Lwazi Madi – The afternoon in the pool that led to a decade of exellence
At 11 years old, Lwazi chose his sporting path unconsciously in the blazing heat. 38 degrees is all it took for him to snub cricket trials for swimming after just learning the art a few years prior. After swimming trails, he got coerced to water polo trials where one sentence would change his life.
“Who wants to play keeper?”
Right there and then, Lwazi had cracked it. He had found the cheat code. He could cool down in the heat and compete without doing too much swimming, but what he didn’t know was the cat-like reflexes that he possessed would coincidentally take him around the world as a goalkeeper for the South African water polo team.
Growing up, many black South African kids had black superheroes they looked up to in the sport. In football, many (myself included) looked up to Benni McCarthy. In rugby, there is Siya Kolisi. But the lack of black water polo players ironically led Lwazi to a cricket all-time great.

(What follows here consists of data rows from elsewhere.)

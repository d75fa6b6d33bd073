mod balance;
mod ledger;
mod report_scheduler;
mod statistics;

pub use balance::*;
pub use ledger::*;
pub use report_scheduler::*;
pub use statistics::*;
/// The aggregation engine: maintains the per-scope statistics rows.
///
/// Recomputation is always a full rebuild: it re-reads every ledger record in
/// the scope's window and replaces the aggregate row wholesale. An empty
/// window deletes the row instead of writing zeros, so absence stays the
/// canonical encoding of "no activity".
///
/// Recomputations of the same [`ScopeKey`] are serialized through a per-key
/// lock; concurrent writes to one scope cannot interleave their rebuilds.
pub struct StatisticsService<L, S> {
    ledger: Arc<L>,
    stats: Arc<S>,
    scope_locks: Mutex<HashMap<ScopeKey, Arc<tokio::sync::Mutex<()>>>>,
}
use async_trait::async_trait;
use reqwest::Client;
use serde::Serialize;

use crate::config::MailSettings;
use crate::domain::{
    models::{format_signed_minutes, PeriodReport, ReportRecipient},
    ports::outbound::Mailer,
    LedgerError,
};

/// Mail delivery through an HTTP transactional-mail API.
pub struct HttpMailer {
    client: Client,
    endpoint: String,
    api_token: String,
    sender: String,
}

#[derive(Serialize)]
#[serde(rename_all = "camelCase")]
struct MailPayload<'a> {
    from: &'a str,
    to: &'a str,
    subject: String,
    text_body: String,
    #[serde(flatten)]
    report: &'a PeriodReport,
}

impl HttpMailer {
    pub fn new(settings: &MailSettings) -> Self {
        Self {
            client: Client::new(),
            endpoint: settings.endpoint.clone(),
            api_token: settings.api_token.clone(),
            sender: settings.sender.clone(),
        }
    }

    fn render_text(recipient: &ReportRecipient, report: &PeriodReport) -> String {
        let mut lines = vec![
            format!("Hi {},", recipient.username),
            String::new(),
            format!(
                "Net total this period: {}",
                format_signed_minutes(report.statistics.total_duration)
            ),
            format!(
                "Overtime: {} entries, {}",
                report.statistics.overtime_count,
                format_signed_minutes(report.statistics.overtime_duration)
            ),
            format!(
                "Recovery: {} entries, {}",
                report.statistics.recovery_count,
                format_signed_minutes(-report.statistics.recovery_duration)
            ),
            format!(
                "Year-to-date balance: {}",
                format_signed_minutes(report.balance)
            ),
        ];

        if !report.records.is_empty() {
            lines.push(String::new());
            lines.push("Entries:".to_string());
            for record in &report.records {
                let note = record.note.as_deref().unwrap_or("");
                lines.push(format!(
                    "  {} {:>8} {} {}",
                    record.date,
                    format_signed_minutes(record.signed_duration()),
                    record.kind,
                    note
                ));
            }
        }

        lines.join("\n")
    }
}

#[async_trait]
impl Mailer for HttpMailer {
    async fn send(
        &self,
        recipient: &ReportRecipient,
        report: &PeriodReport,
    ) -> Result<(), LedgerError> {
        let payload = MailPayload {
            from: &self.sender,
            to: recipient.email.as_str(),
            subject: report.subject(),
            text_body: Self::render_text(recipient, report),
            report,
        };

        let response = self
            .client
            .post(&self.endpoint)
            .bearer_auth(&self.api_token)
            .json(&payload)
            .send()
            .await
            .map_err(|e| LedgerError::Mail(e.to_string()))?;

        if !response.status().is_success() {
            return Err(LedgerError::Mail(format!(
                "mail API returned {}",
                response.status()
            )));
        }
        Ok(())
    }
}
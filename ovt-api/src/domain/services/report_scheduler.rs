use std::sync::Arc;
use std::time::Duration;

use chrono::{DateTime, Datelike, NaiveDate, Timelike, Utc};
use chrono_tz::Tz;
use futures::stream::{self, StreamExt};
use tokio::sync::watch;
use tracing::instrument;

use crate::domain::{
    models::{PeriodReport, ReportKind, ReportRecipient, ScopeKey},
    ports::outbound::{LedgerStore, Mailer, StatisticsStore, UserDirectory},
    LedgerError,
};

use super::{BalanceService, StatisticsService};

/// Tuning knobs for the report scheduler.
#[derive(Debug, Clone)]
pub struct SchedulerConfig {
    /// How often eligibility is re-evaluated. Hourly in production; the job
    /// is a no-op on almost every tick.
    pub tick_interval: Duration,
    /// Local hour at which reports go out (0-23).
    pub send_hour: u8,
    /// Upper bound on one mail-transport call.
    pub send_timeout: Duration,
    /// Fan-out cap so a large batch cannot overwhelm the transport.
    pub max_concurrent_sends: usize,
}

impl Default for SchedulerConfig {
    fn default() -> Self {
        Self {
            tick_interval: Duration::from_secs(3600),
            send_hour: 9,
            send_timeout: Duration::from_secs(30),
            max_concurrent_sends: 8,
        }
    }
}

/// The report period a tick resolved to: previous month or previous ISO week.
#[derive(Debug, Clone, Copy, PartialEq, Eq)]
pub struct ReportPeriod {
    pub period: u8,
    pub year: i32,
}

/// Periodic, timezone-aware report fan-out.
///
/// Stateless across ticks: eligibility is re-derived from wall-clock time on
/// every tick, so a missed tick silently skips its send window (at-most-once
/// delivery, by design).
pub struct ReportScheduler<L, S, U, M> {
    ledger: Arc<L>,
    statistics: Arc<StatisticsService<L, S>>,
    balance: Arc<BalanceService<L, S>>,
    users: Arc<U>,
    mailer: Arc<M>,
    config: SchedulerConfig,
}

impl<L, S, U, M> ReportScheduler<L, S, U, M>
where
    L: LedgerStore,
    S: StatisticsStore,
    U: UserDirectory,
    M: Mailer,
{
    pub fn new(
        ledger: Arc<L>,
        statistics: Arc<StatisticsService<L, S>>,
        balance: Arc<BalanceService<L, S>>,
        users: Arc<U>,
        mailer: Arc<M>,
        config: SchedulerConfig,
    ) -> Self {
        Self {
            ledger,
            statistics,
            balance,
            users,
            mailer,
            config,
        }
    }

    /// Runs until the shutdown signal flips; ticks are best-effort.
    #[instrument(name = "ReportScheduler::run", skip_all)]
    pub async fn run(&self, mut shutdown: watch::Receiver<bool>) {
        let mut interval = tokio::time::interval(self.config.tick_interval);
        interval.set_missed_tick_behavior(tokio::time::MissedTickBehavior::Skip);

        loop {
            tokio::select! {
                _ = interval.tick() => {
                    if let Err(err) = self.tick(Utc::now()).await {
                        tracing::error!(error = %err, "report tick failed");
                    }
                }
                _ = shutdown.changed() => {
                    tracing::info!("report scheduler shutting down");
                    break;
                }
            }
        }
    }

    /// One eligibility pass for both report kinds at the given instant.
    #[instrument(name = "ReportScheduler::tick", skip(self))]
    pub async fn tick(&self, now: DateTime<Utc>) -> Result<(), LedgerError> {
        let zones = self.users.all_time_zone_names().await?;

        for kind in ReportKind::ALL {
            let eligible = eligible_zones(&zones, now, self.config.send_hour, kind);
            if eligible.is_empty() {
                tracing::debug!(kind = %kind, "no timezone eligible this tick");
                continue;
            }

            // All eligible zones share the same local date by construction;
            // the first one serves as the reference for period numbering.
            let Some(period) = resolve_previous_period(kind, now, &eligible[0]) else {
                tracing::warn!(kind = %kind, zone = %eligible[0], "could not resolve report period");
                continue;
            };

            // One kind's failed dispatch must not keep the other kind from
            // being evaluated this tick.
            if let Err(err) = self.dispatch(kind, period, &eligible).await {
                tracing::error!(kind = %kind, error = %err, "report dispatch failed");
            }
        }

        Ok(())
    }

    async fn dispatch(
        &self,
        kind: ReportKind,
        period: ReportPeriod,
        zones: &[String],
    ) -> Result<(), LedgerError> {
        let recipients = self.users.report_recipients(kind, zones).await?;
        tracing::info!(
            kind = %kind,
            period = period.period,
            year = period.year,
            recipients = recipients.len(),
            "dispatching statistics reports"
        );

        stream::iter(recipients)
            .for_each_concurrent(self.config.max_concurrent_sends, |recipient| async move {
                // Per-recipient isolation: one failed delivery never stops
                // the rest of the batch.
                if let Err(err) = self.send_report(kind, period, &recipient).await {
                    tracing::error!(
                        user = %recipient.user,
                        username = %recipient.username,
                        error = %err,
                        "failed to deliver report"
                    );
                }
            })
            .await;

        Ok(())
    }

    async fn send_report(
        &self,
        kind: ReportKind,
        period: ReportPeriod,
        recipient: &ReportRecipient,
    ) -> Result<(), LedgerError> {
        let scope = kind.scope_kind();
        let key = ScopeKey::new(scope, recipient.user, period.period, period.year)?;
        let (start, end) = key.window()?;

        let statistics = self
            .statistics
            .get_or_zero(scope, recipient.user, period.period, period.year)
            .await?;
        let records = self
            .ledger
            .find_by_owner_and_date_range(recipient.user, start, end)
            .await?;
        let balance = match kind {
            ReportKind::Monthly => {
                self.balance
                    .month_balance(recipient.user, period.period, period.year)
                    .await?
            }
            ReportKind::Weekly => {
                self.balance
                    .week_balance(recipient.user, period.period, period.year)
                    .await?
            }
        };

        let report = PeriodReport {
            kind,
            period_start: start,
            period_end: end,
            statistics,
            records,
            balance,
        };

        match tokio::time::timeout(self.config.send_timeout, self.mailer.send(recipient, &report))
            .await
        {
            Ok(result) => result,
            Err(_) => Err(LedgerError::MailTimeout),
        }
    }
}

/// Zones whose local time is at the send hour on the first day of the
/// report period (day 1 for monthly, Monday for weekly).
pub fn eligible_zones(
    zones: &[String],
    now: DateTime<Utc>,
    send_hour: u8,
    kind: ReportKind,
) -> Vec<String> {
    zones
        .iter()
        .filter(|name| {
            let tz: Tz = match name.parse() {
                Ok(tz) => tz,
                Err(_) => {
                    tracing::warn!(zone = %name, "skipping unknown IANA timezone");
                    return false;
                }
            };

            let local = now.with_timezone(&tz);
            if local.hour() != u32::from(send_hour) {
                return false;
            }
            match kind {
                ReportKind::Monthly => local.day() == 1,
                ReportKind::Weekly => local.weekday() == chrono::Weekday::Mon,
            }
        })
        .cloned()
        .collect()
}

/// The previous month or previous ISO week, as seen from the reference zone.
fn resolve_previous_period(
    kind: ReportKind,
    now: DateTime<Utc>,
    reference_zone: &str,
) -> Option<ReportPeriod> {
    let tz: Tz = reference_zone.parse().ok()?;
    let local = now.with_timezone(&tz).date_naive();

    match kind {
        ReportKind::Monthly => previous_month(local),
        ReportKind::Weekly => Some(previous_iso_week(local)),
    }
}

fn previous_month(local: NaiveDate) -> Option<ReportPeriod> {
    let last_of_previous = local.with_day(1)?.pred_opt()?;
    Some(ReportPeriod {
        period: last_of_previous.month() as u8,
        year: last_of_previous.year(),
    })
}

fn previous_iso_week(local: NaiveDate) -> ReportPeriod {
    let week = (local - chrono::Duration::days(7)).iso_week();
    ReportPeriod {
        period: week.week() as u8,
        year: week.year(),
    }
}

“The players that are of colour are extremely minimal especially in the sport so I kind of would adopt personalities and mental aspects of other professions to use to my advantage. So I really liked Makhaya Ntini.
“He was a hardworking guy and he established himself in a white renowned sport as a person of colour and I thought I could do the same” Lwazi said.
Politics and sport in South Africa are hugely intertwined and as a young black player in a predominately white sport, Lwazi had to navigate through this. What shocked me, however, was how observant he was of his surroundings during his first trip representing his province at 12 years old.
When he got in the squad he admitted to me that he found it odd that he made the team in the first place.
“I was like it’s really weird because I didn’t have the best trails so I don’t understand how I made the team, but ok.”
These are the first signs of a competitor. Nothing is ever enough. A true athlete always believed they can go to the next level, so it’s understandable for him to think that.
However, that first under 13 provincial tournament showed him the “progressive” structures that were put in place in water polo in South Africa to try and provide equal opportunities for all. He started noticing that each province had a specific number of black players in their team.
“I was like it is a bit weird that there’s a specific amount but maybe I am overlooking it. Then it’s got to our first game, they kept saying this player needs to play x amount more minutes and I was like “ok then, there’s something horribly wrong.
“That was quite demoralizing because it showed that you could work hard but never really know if you’ve made the team as a person of colour because there’s such a limit with the people that are playing already and you don’t know whether you there on merit so that drove me to work harder,” he says.
The truth is, not enough dialogue is happening to look at ways of how selection targets in sport affect black players mentally. This is a constant inner conflict they find themselves in daily.
That system is something that bothered him as an athlete. He probably felt that he did not qualify as he had the same opportunities as his white teammates because of his upbringing. This inner conflict also led to Lwazi boycotting provincial water polo because he didn’t agree with it. This was because, at the time, he was simply too young to understand the concept.
The relationship between aquatics and the black community needs some historical context. Under the Apartheid regime, black people in South Africa weren’t exposed to swimming pools. Swimming was a luxury for the whites in the suburbs. This is where the cycle starts. It’s impossible to create a generation of black swimmers when swimming wasn’t necessarily available to them.
I know plenty of black friends who’s first swimming experience was at a “Model C” school. This experience of learning how to swim and struggle would see black people be subject to stereotypes that “black people can’t swim”.
Even though black people have established their swimming ability in a sport like water polo. They still face certain stereotypes in the positions they play, especially at the junior and high school level.
“Players of colour were generally slower than the others (at junior level) and it was because they weren’t fixated on swimming at a young age. They were generally slower so those players were always put in the centre back position and that’s the person who marks the centre forward and always the last line and they swim the least distance.
Another aspect that hinders the involvement of black players in water polo is the amount of money that players need to pay to play. This is even when representing your country or province. To allow players to go on tour, they have to fork out like R10 000 or more for a tour. An aspect of the sport that only allows the privileged to compete in. Some kids simply can’t afford to pay that money, especially at two weeks notice, which Lwazi says is when Swim South Africa notifies them.
This is why Lwazi understands the importance of his role in this sport as a pioneer for many black kids trying to find their superhero.
With the pandemic, Lwazi has fully thrown himself at his Masters in Sports Science and his research in the psychological side of the sport in development, he knows what it takes to reach the highest level. 2021 is also a big year for him as he looks to achieve his spot to represent South Africa at the Olympics.
I doubt Lwazi will ever look back and wonder how his life would’ve turned out if he stayed on that cricket pitch.